AIM OF THE EXERCISE: The answer must consist solely of the line containing "if let Some(stripped) = value.strip_suffix(suffix)" and every line after it in the records below, through the last, each reproduced exactly.

Stored items:

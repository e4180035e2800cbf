use chrono::{DateTime, NaiveDate, NaiveDateTime, Utc};
use reqwest::Client;
use serde_json::{Map, Value};

use super::http::{self, Body, OutboundRequest};
use super::session::Session;
use crate::error::{Error, Result};
use crate::storage::Integration;

/// Row-shape candidates for the server-side table endpoints this engine
/// talks to. First hit wins.
const ROWS_KEYS: &[&str] = &["data", "rows", "items", "invoices", "results"];
const NUMBER_KEYS: &[&str] = &["number", "invoice_number", "invoiceNumber", "name", "title"];
const DATE_KEYS: &[&str] = &["created_at", "createdAt", "date", "issue_date", "issued_at"];
const PDF_KEYS: &[&str] = &["pdf_url", "pdfUrl", "pdf", "download_url", "downloadUrl", "url", "link"];

#[derive(Debug, Clone)]
pub struct LookupResult {
    pub pdf_url: String,
}

/// Locates the remote invoice whose (prefix/suffix-stripped) number equals
/// the local one and returns its PDF link.
///
/// Zero matches is a hard error: the caller distinguishes "not yet synced"
/// from "no listing endpoint configured" by checking `list_invoices_url`
/// before calling. Several exact matches are ranked by their date field;
/// a tie with no usable dates fails rather than guessing.
pub async fn find_invoice_pdf(
    http: &Client,
    integration: &Integration,
    session: &mut Session,
    invoice_number: &str,
) -> Result<LookupResult> {
    let url = integration.list_invoices_url.as_deref().ok_or_else(|| {
        Error::Lookup("no invoice list endpoint configured for this integration".to_string())
    })?;

    let response = http::send(
        http,
        OutboundRequest {
            method: "GET",
            url,
            headers: &integration.headers,
            csrf: None,
            body: Body::None,
        },
        session,
    )
    .await?;

    let status = response.status();
    if !status.is_success() {
        return Err(Error::Lookup(format!(
            "invoice listing returned HTTP {}",
            status.as_u16()
        )));
    }

    let raw = response.text().await.map_err(Error::from_transport)?;
    let listing: Value = serde_json::from_str(&raw)
        .map_err(|_| Error::Lookup("invoice listing is not valid JSON".to_string()))?;
    let rows = rows_of(&listing).ok_or_else(|| {
        Error::Lookup("invoice listing carries no recognizable row array".to_string())
    })?;

    let local = invoice_number.trim();
    let mut matches: Vec<&Map<String, Value>> = Vec::new();
    for row in rows {
        let Some(object) = row.as_object() else { continue };
        let Some(remote) = first_string(object, NUMBER_KEYS) else { continue };
        if strip_affixes(
            &remote,
            integration.invoice_number_prefix.as_deref(),
            integration.invoice_number_suffix.as_deref(),
        ) == local
        {
            matches.push(object);
        }
    }

    let best = match matches.len() {
        0 => {
            return Err(Error::Lookup(format!(
                "no remote invoice matches local number '{}'",
                local
            )))
        }
        1 => matches[0],
        n => pick_most_recent(&matches).ok_or_else(|| {
            Error::Lookup(format!(
                "{} remote invoices match local number '{}' and no date field breaks the tie",
                n, local
            ))
        })?,
    };

    let pdf_url = first_string(best, PDF_KEYS).ok_or_else(|| {
        Error::Lookup(format!(
            "remote invoice matching '{}' carries no PDF link",
            local
        ))
    })?;

    tracing::debug!(integration = %integration.name, invoice = local, "remote invoice PDF located");
    Ok(LookupResult { pdf_url })
}

/// The listing itself, or the first array under a well-known wrapper key.
fn rows_of(listing: &Value) -> Option<&Vec<Value>> {
    if let Value::Array(rows) = listing {
        return Some(rows);
    }
    let object = listing.as_object()?;
    for key in ROWS_KEYS {
        if let Some(Value::Array(rows)) = object.get(*key) {
            return Some(rows);
        }
    }
    None
}

fn first_string(object: &Map<String, Value>, keys: &[&str]) -> Option<String> {
    for key in keys {
        match object.get(*key) {
            Some(Value::String(s)) if !s.is_empty() => return Some(s.clone()),
            Some(Value::Number(n)) => return Some(n.to_string()),
            _ => {}
        }
    }
    None
}

/// Normalizes a remote invoice number by trimming whitespace and stripping
/// the configured prefix/suffix when present.
pub fn strip_affixes<'a>(remote: &'a str, prefix: Option<&str>, suffix: Option<&str>) -> &'a str {
    let mut value = remote.trim();
    if let Some(prefix) = prefix {
        if !prefix.is_empty() {
            if let Some(stripped) = value.strip_prefix(prefix) {
                value = stripped;
            }
        }
    }
    if let Some(suffix) = suffix {
        if !suffix.is_empty() {
            if let Some(stripped) = value.strip_suffix(suffix) {
                value = stripped;
            }
        }
    }
    value.trim()
}

/// The row with the strictly most recent date field; None when no row has a
/// parseable date or the top two tie.
fn pick_most_recent<'a>(rows: &[&'a Map<String, Value>]) -> Option<&'a Map<String, Value>> {
    let mut dated: Vec<(DateTime<Utc>, &Map<String, Value>)> = rows
        .iter()
        .filter_map(|row| first_string(row, DATE_KEYS).and_then(|s| parse_date(&s)).map(|d| (d, *row)))
        .collect();
    if dated.is_empty() {
        return None;
    }
    dated.sort_by(|a, b| b.0.cmp(&a.0));
    if dated.len() > 1 && dated[0].0 == dated[1].0 {
        return None;
    }
    Some(dated[0].1)
}

fn parse_date(raw: &str) -> Option<DateTime<Utc>> {
    if let Ok(dt) = DateTime::parse_from_rfc3339(raw) {
        return Some(dt.with_timezone(&Utc));
    }
    if let Ok(naive) = NaiveDateTime::parse_from_str(raw, "%Y-%m-%d %H:%M:%S") {
        return Some(naive.and_utc());
    }
    if let Ok(date) = NaiveDate::parse_from_str(raw, "%Y-%m-%d") {
        return date.and_hms_opt(0, 0, 0).map(|naive| naive.and_utc());
    }
    None
}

SOLUTION BELOW:
            if let Some(stripped) = value.strip_suffix(suffix) {
                value = stripped;
            }
        }
    }
    value.trim()
}

/// The row with the strictly most recent date field; None when no row has a
/// parseable date or the top two tie.
fn pick_most_recent<'a>(rows: &[&'a Map<String, Value>]) -> Option<&'a Map<String, Value>> {
    let mut dated: Vec<(DateTime<Utc>, &Map<String, Value>)> = rows
        .iter()
        .filter_map(|row| first_string(row, DATE_KEYS).and_then(|s| parse_date(&s)).map(|d| (d, *row)))
        .collect();
    if dated.is_empty() {
        return None;
    }
    dated.sort_by(|a, b| b.0.cmp(&a.0));
    if dated.len() > 1 && dated[0].0 == dated[1].0 {
        return None;
    }
    Some(dated[0].1)
}

fn parse_date(raw: &str) -> Option<DateTime<Utc>> {
    if let Ok(dt) = DateTime::parse_from_rfc3339(raw) {
        return Some(dt.with_timezone(&Utc));
    }
    if let Ok(naive) = NaiveDateTime::parse_from_str(raw, "%Y-%m-%d %H:%M:%S") {
        return Some(naive.and_utc());
    }
    if let Ok(date) = NaiveDate::parse_from_str(raw, "%Y-%m-%d") {
        return date.and_hms_opt(0, 0, 0).map(|naive| naive.and_utc());
    }
    None
}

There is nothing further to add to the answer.